Nel complesso i principali 20 club europei accusano un calo dei ricavi di oltre 1 miliardo di euro, posizionandosi a meno di 6,3 miliardi di euro in valore aggregato, con una perdita del 13,9%.

Le decisioni dei vari governi europei per contenere la pandemia da coronavirus hanno messo in ginocchio le entrate economiche, in particolare quelle ai botteghini, vista la chiusura dell’attività sportiva. Conseguentemente, a limitare i danni sono state le finaliste di Champions League (Psg e Bayern con un -4%) grazie agli introiti pubblicitari, mentre Real Madrid, Juventus e Liverpool hanno visto ridotto rispettivamente del 12, del 19 e del 22% i loro proventi.

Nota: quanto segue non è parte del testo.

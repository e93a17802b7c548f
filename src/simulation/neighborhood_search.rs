use crate::{
    concurrency::par_iter_mut1,
    error::{Result, SimulationError},
    floating_type_mod::FT,
    particles::ParticleId,
    V, V3, VI,
};

/// Calls `f` with every cell offset of the `(2 * dist + 1)³` block around a cell.
pub fn iterate_grid_neighbors(dist: i32, mut f: impl FnMut(VI<3>)) {
    for z in -dist..=dist {
        for y in -dist..=dist {
            for x in -dist..=dist {
                f([x, y, z].into());
            }
        }
    }
}

/// Upper bound for the number of grid cells, every cell owns a `Vec`.
pub const MAX_NUM_CELLS: usize = 1 << 24;

struct Cell {
    particle_ids: Vec<ParticleId>,
}

impl Cell {
    fn new() -> Cell {
        Cell {
            particle_ids: Vec::new(),
        }
    }
}

/**
 * Uniform bucket grid over a fixed box.
 *
 * The cell edge length equals the kernel support radius, so every particle
 * closer than that to a query position sits in the query cell or one of its
 * 26 neighbors. The grid only stores particle ids; the particles themselves
 * live in `ParticleVec`.
 *
 * Positions outside the box are clamped to the nearest border cell, so each
 * added particle is a member of exactly one cell.
 */
pub struct SpatialGrid {
    grid_min: V3,
    cell_size: FT,
    size: V<usize, 3>,
    cells: Vec<Cell>,
    num_particles: usize,
}

impl SpatialGrid {
    pub fn new(domain_min: V3, domain_max: V3, cell_size: FT) -> Result<SpatialGrid> {
        if !cell_size.is_finite() || cell_size <= 0. {
            return Err(SimulationError::InvalidSmoothingRadius(cell_size));
        }

        for d in 0..3 {
            if !domain_min[d].is_finite() || !domain_max[d].is_finite() || domain_min[d] >= domain_max[d] {
                return Err(SimulationError::InvalidDomain(format!(
                    "axis {}: min {} must be smaller than max {}",
                    d, domain_min[d], domain_max[d]
                )));
            }
        }

        let extent = domain_max - domain_min;
        let too_large = || {
            SimulationError::InvalidDomain(format!(
                "cell size {} over extent {:?} needs more than {} cells",
                cell_size,
                extent.as_slice(),
                MAX_NUM_CELLS
            ))
        };

        let mut size: V<usize, 3> = V::<usize, 3>::zeros();
        let mut num_cells: usize = 1;
        for d in 0..3 {
            let cells_on_axis = (extent[d] / cell_size).ceil().max(1.);
            // also catches an infinite quotient
            if !(cells_on_axis <= MAX_NUM_CELLS as FT) {
                return Err(too_large());
            }
            size[d] = cells_on_axis as usize;
            num_cells = num_cells
                .checked_mul(size[d])
                .filter(|&n| n <= MAX_NUM_CELLS)
                .ok_or_else(too_large)?;
        }

        Ok(SpatialGrid {
            grid_min: domain_min,
            cell_size,
            size,
            cells: (0..num_cells).map(|_| Cell::new()).collect(),
            num_particles: 0,
        })
    }

    pub fn size(&self) -> V<usize, 3> {
        self.size
    }

    pub fn cell_size(&self) -> FT {
        self.cell_size
    }

    pub fn num_cells(&self) -> usize {
        self.cells.len()
    }

    /** Number of particle memberships currently stored. */
    pub fn num_particles(&self) -> usize {
        self.num_particles
    }

    pub fn particle_to_cell_pos(&self, position: V3) -> VI<3> {
        let mut cell_pos: VI<3> = ((position - self.grid_min) / self.cell_size).map(|x| x.floor() as i32);
        for d in 0..3 {
            cell_pos[d] = cell_pos[d].clamp(0, self.size[d] as i32 - 1);
        }
        cell_pos
    }

    fn contains_cell(&self, cell_pos: VI<3>) -> bool {
        (0..3).all(|d| cell_pos[d] >= 0 && (cell_pos[d] as usize) < self.size[d])
    }

    fn pos_to_idx(&self, cell_pos: VI<3>) -> usize {
        debug_assert!(self.contains_cell(cell_pos));

        let mut multiplier = 1;
        let mut idx: usize = 0;
        for d in 0..3 {
            idx += multiplier * cell_pos[d] as usize;
            multiplier *= self.size[d];
        }
        idx
    }

    /** Particle ids of a single cell. Panics for cells outside the grid. */
    pub fn cell_particles(&self, cell_pos: VI<3>) -> &[ParticleId] {
        assert!(self.contains_cell(cell_pos), "cell {:?} is outside of the grid", cell_pos);
        &self.cells[self.pos_to_idx(cell_pos)].particle_ids
    }

    /** Inserts `id` into the cell that contains `position`. */
    pub fn add_particle(&mut self, id: ParticleId, position: V3) {
        let idx = self.pos_to_idx(self.particle_to_cell_pos(position));
        self.cells[idx].particle_ids.push(id);
        self.num_particles += 1;
    }

    /** Clears every cell membership. The particles are not touched. */
    pub fn remove_particles(&mut self) {
        for cell in &mut self.cells {
            cell.particle_ids.clear();
        }
        self.num_particles = 0;
    }

    /** Clears the grid and re-adds every particle at its current position. */
    pub fn rebuild(&mut self, positions: &[V3]) {
        self.remove_particles();
        for (id, position) in positions.iter().enumerate() {
            self.add_particle(id, *position);
        }
    }

    /**
     * Calls `f` with every particle in the cell of `position` and in the 26
     * adjacent cells. This is a superset of the true neighbors, no distance
     * test is done here.
     */
    pub fn for_each_candidate(&self, position: V3, mut f: impl FnMut(ParticleId)) {
        let particle_cell_pos = self.particle_to_cell_pos(position);

        iterate_grid_neighbors(1, |offset| {
            let cell_pos = particle_cell_pos + offset;
            if !self.contains_cell(cell_pos) {
                return;
            }

            for &id in &self.cells[self.pos_to_idx(cell_pos)].particle_ids {
                f(id);
            }
        });
    }

    pub fn candidates(&self, position: V3) -> Vec<ParticleId> {
        let mut result = Vec::new();
        self.for_each_candidate(position, |id| result.push(id));
        result
    }
}

/**
 * Exact neighbor lists for every particle, built once per step from the grid
 * candidates and then shared by the density and the force pass.
 */
pub struct NeighborhoodCache {
    neighs: Vec<Vec<u32>>,
}

impl NeighborhoodCache {
    pub fn new(num_particles: usize) -> Self {
        NeighborhoodCache {
            neighs: (0..num_particles).map(|_| Vec::new()).collect(),
        }
    }

    pub fn iter<'a>(&'a self, i: usize) -> impl Iterator<Item = usize> + 'a {
        self.neighs[i].iter().map(|&x| x as usize)
    }

    pub fn neighbor_count(&self, i: usize) -> usize {
        self.neighs[i].len()
    }

    pub fn len(&self) -> usize {
        self.neighs.len()
    }

    pub fn is_empty(&self) -> bool {
        self.neighs.is_empty()
    }

    pub fn average_neighbor_count(&self) -> FT {
        if self.neighs.is_empty() {
            return 0.;
        }
        self.neighs.iter().map(|n| n.len()).sum::<usize>() as FT / self.neighs.len() as FT
    }

    /**
     * Keeps every grid candidate `j` of particle `i` with
     * `|x_i - x_j| <= support_radius`. The particle itself is always part of its
     * own list.
     */
    pub fn build_neighborhood_list(&mut self, grid: &SpatialGrid, positions: &[V3], support_radius: FT) {
        if self.neighs.len() != positions.len() {
            self.neighs.resize_with(positions.len(), Vec::new);
        }

        par_iter_mut1(&mut self.neighs, |i, p_neighs| {
            p_neighs.clear();

            let this_particle_position = positions[i];

            grid.for_each_candidate(this_particle_position, |j| {
                if (this_particle_position - positions[j]).norm() <= support_radius {
                    p_neighs.push(j as u32);
                }
            });
        });
    }

    /**
     * Compares the lists with an O(n²) search. This is very slow and only meant
     * for debugging; a mismatch is a bug in the grid and panics.
     */
    pub fn check_against_brute_force(&self, positions: &[V3], support_radius: FT) {
        assert_eq!(self.neighs.len(), positions.len(), "neighborhood cache has wrong size");

        for i in 0..positions.len() {
            let mut expected: Vec<usize> = (0..positions.len())
                .filter(|&j| (positions[i] - positions[j]).norm() <= support_radius)
                .collect();
            let mut found: Vec<usize> = self.iter(i).collect();
            expected.sort_unstable();
            found.sort_unstable();

            assert_eq!(
                found, expected,
                "neighbor search bug: wrong neighbors for particle {} at {:?}",
                i, positions[i]
            );
        }
    }
}

#[cfg(test)]
mod tests {
    use super::*;
    use crate::vec3f;
    use rand::{rngs::StdRng, Rng, SeedableRng};

    fn random_positions(num: usize, min: V3, max: V3, seed: u64) -> Vec<V3> {
        let mut rng = StdRng::seed_from_u64(seed);
        (0..num)
            .map(|_| {
                vec3f(
                    rng.gen_range(min.x..max.x),
                    rng.gen_range(min.y..max.y),
                    rng.gen_range(min.z..max.z),
                )
            })
            .collect()
    }

    #[test]
    fn rejects_degenerate_grids() {
        let min = vec3f(-1., -1., -1.);
        let max = vec3f(1., 1., 1.);
        assert!(SpatialGrid::new(min, max, 0.).is_err());
        assert!(SpatialGrid::new(min, max, -0.1).is_err());
        assert!(SpatialGrid::new(max, min, 0.1).is_err());
        assert!(SpatialGrid::new(min, vec3f(1., -1., 1.), 0.1).is_err());
        assert!(SpatialGrid::new(min, max, 0.1).is_ok());
    }

    #[test]
    fn rejects_grids_with_too_many_cells() {
        let result = SpatialGrid::new(vec3f(0., 0., 0.), vec3f(1.0e6, 1.0e6, 1.0e6), 1.0e-3);
        assert!(matches!(result, Err(SimulationError::InvalidDomain(_))));

        // each axis is small enough, the product is not
        let result = SpatialGrid::new(vec3f(0., 0., 0.), vec3f(1000., 1000., 1000.), 0.1);
        assert!(matches!(result, Err(SimulationError::InvalidDomain(_))));

        let result = SpatialGrid::new(vec3f(0., 0., 0.), vec3f(FT::MAX, 1., 1.), 1.0e-3);
        assert!(matches!(result, Err(SimulationError::InvalidDomain(_))));

        let grid = SpatialGrid::new(vec3f(0., 0., 0.), vec3f(10., 10., 10.), 0.125).unwrap();
        assert_eq!(grid.num_cells(), 80 * 80 * 80);
    }

    #[test]
    fn grid_size_covers_domain() {
        let grid = SpatialGrid::new(vec3f(-1.5, -1.5, -11.), vec3f(1.5, 1.5, -10.), 0.2).unwrap();
        assert_eq!(grid.size(), V::<usize, 3>::new(15, 15, 5));
        assert_eq!(grid.num_cells(), 15 * 15 * 5);
    }

    #[test]
    fn positions_map_to_clamped_cells() {
        let grid = SpatialGrid::new(vec3f(0., 0., 0.), vec3f(1., 1., 1.), 0.25).unwrap();

        assert_eq!(grid.particle_to_cell_pos(vec3f(0., 0., 0.)), VI::<3>::new(0, 0, 0));
        assert_eq!(grid.particle_to_cell_pos(vec3f(0.3, 0.6, 0.9)), VI::<3>::new(1, 2, 3));
        // the upper walls belong to the last cell
        assert_eq!(grid.particle_to_cell_pos(vec3f(1., 1., 1.)), VI::<3>::new(3, 3, 3));
        // escaped particles are kept in the border cells
        assert_eq!(grid.particle_to_cell_pos(vec3f(-5., 0.5, 7.)), VI::<3>::new(0, 2, 3));
    }

    #[test]
    fn add_and_remove_particles() {
        let mut grid = SpatialGrid::new(vec3f(0., 0., 0.), vec3f(1., 1., 1.), 0.25).unwrap();
        grid.add_particle(0, vec3f(0.1, 0.1, 0.1));
        grid.add_particle(1, vec3f(0.2, 0.2, 0.2));
        grid.add_particle(2, vec3f(0.9, 0.9, 0.9));

        assert_eq!(grid.num_particles(), 3);
        assert_eq!(grid.cell_particles(VI::<3>::new(0, 0, 0)), &[0, 1]);
        assert_eq!(grid.cell_particles(VI::<3>::new(3, 3, 3)), &[2]);

        let mut candidates = grid.candidates(vec3f(0.3, 0.3, 0.3));
        candidates.sort_unstable();
        assert_eq!(candidates, vec![0, 1]);

        grid.remove_particles();
        assert_eq!(grid.num_particles(), 0);
        assert!(grid.candidates(vec3f(0.1, 0.1, 0.1)).is_empty());
        assert!(grid.candidates(vec3f(0.9, 0.9, 0.9)).is_empty());
    }

    #[test]
    fn candidates_contain_every_particle_within_support() {
        let h = 0.2;
        let min = vec3f(-1., -1., -0.5);
        let max = vec3f(1., 1., 0.5);
        let positions = random_positions(1500, min, max, 7);

        let mut grid = SpatialGrid::new(min, max, h).unwrap();
        grid.rebuild(&positions);
        assert_eq!(grid.num_particles(), positions.len());

        for i in 0..positions.len() {
            let candidates = grid.candidates(positions[i]);
            for j in 0..positions.len() {
                if (positions[i] - positions[j]).norm() <= h {
                    assert!(candidates.contains(&j), "particle {} misses neighbor {}", i, j);
                }
            }
        }
    }

    #[test]
    fn neighborhood_cache_matches_brute_force() {
        let h = 0.15;
        let min = vec3f(0., 0., 0.);
        let max = vec3f(1., 0.6, 0.6);
        let positions = random_positions(800, min, max, 42);

        let mut grid = SpatialGrid::new(min, max, h).unwrap();
        grid.rebuild(&positions);

        let mut neighs = NeighborhoodCache::new(0);
        neighs.build_neighborhood_list(&grid, &positions, h);

        assert_eq!(neighs.len(), positions.len());
        for i in 0..positions.len() {
            assert!(neighs.iter(i).any(|j| j == i), "particle is not neighbor of itself");
        }
        neighs.check_against_brute_force(&positions, h);
        assert!(neighs.average_neighbor_count() >= 1.);
    }

    #[test]
    fn support_radius_is_inclusive() {
        let h = 0.25;
        let positions = vec![vec3f(0.25, 0.5, 0.5), vec3f(0.5, 0.5, 0.5), vec3f(0.75 + 1.0e-3, 0.5, 0.5)];

        let mut grid = SpatialGrid::new(vec3f(0., 0., 0.), vec3f(1., 1., 1.), h).unwrap();
        grid.rebuild(&positions);

        let mut neighs = NeighborhoodCache::new(positions.len());
        neighs.build_neighborhood_list(&grid, &positions, h);

        let mut n0: Vec<usize> = neighs.iter(0).collect();
        n0.sort_unstable();
        assert_eq!(n0, vec![0, 1]);

        let mut n1: Vec<usize> = neighs.iter(1).collect();
        n1.sort_unstable();
        assert_eq!(n1, vec![0, 1]);

        assert_eq!(neighs.neighbor_count(2), 1);
    }
}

A limitare in parte i danni contribuisce il saldo commerciale, positivo per Liverpool (14%) e Bayern Monaco (4%), stabile per i bianconeri.

Stessa dinamica per il risultato netto, che chiude in attivo per i campioni tedeschi e spagnoli: il Bayern in utile (5,9 milioni) grazie anche alla Champions League, il Real in pareggio (0,3 milioni). Accusano perdite invece Juventus (-89,7 milioni), Porto (-116 milioni) e Paris Saint-Germani (-125 milioni).

I primi 20 club europei accusano nel complesso una riduzione del risultato di 1,1 miliardi, chiudendo con una perdita aggregata di circa 1 miliardo senza il Liverpool, per il quale non è disponibile il dato del risultato netto.

Il problema stipendi per la Juventus

Lo stesso studio di Kpmg evidenzia come la Juventus risulta essere la società che ha contenuto maggiormente la voce relativa agli stipendi del personale, ridotta del 13%. Nonostante questo, questa voce ha un impatto sul bilancio bianconero più alto rispetto ai concorrenti con un 71% del fatturato e pari a 284,3 milioni di euro. Il Real Madrid, invece, vede questa voce fermarsi al 60%, mentre ancora più bassa è la percentuale della voce stipendi relativa al Bayern Monaco con un 52%.

Ovviamente, questo ha condizionato l’ultimo bilancio della Juventus, chiuso in calo di 89,7 milioni di euro rispetto ai 39,9 milioni dello scorso anno, dei quali 18,3 milioni spesi solo per la risoluzione contrattuale di Gonzalo Higuain.

Inoltre, l’ultimo aumento di capitale da 300 milioni messo in campo a inizio anno non è bastato a coprire l’indebitamento finanziario netto, salito a 385,2 milioni di euro.

“Se dovessero prolungarsi gli effetti della pandemia, per quanto riguarda l’indebitamento finanziario netto si potrebbe verificare un aumento del debito”, scrive Kpmg nel suo studio.

Per quanto riguarda il futuro, il prossimo calciomercato della Juventus si annuncia difficile da un punto di vista economico, visti i 18,5 milioni di euro necessari solo per il riscatto di Weston McKennie, i 10 milioni necessari per rinnovare il prestito di Alvaro Morata, da riscattare successivamente con altri 35 milioni.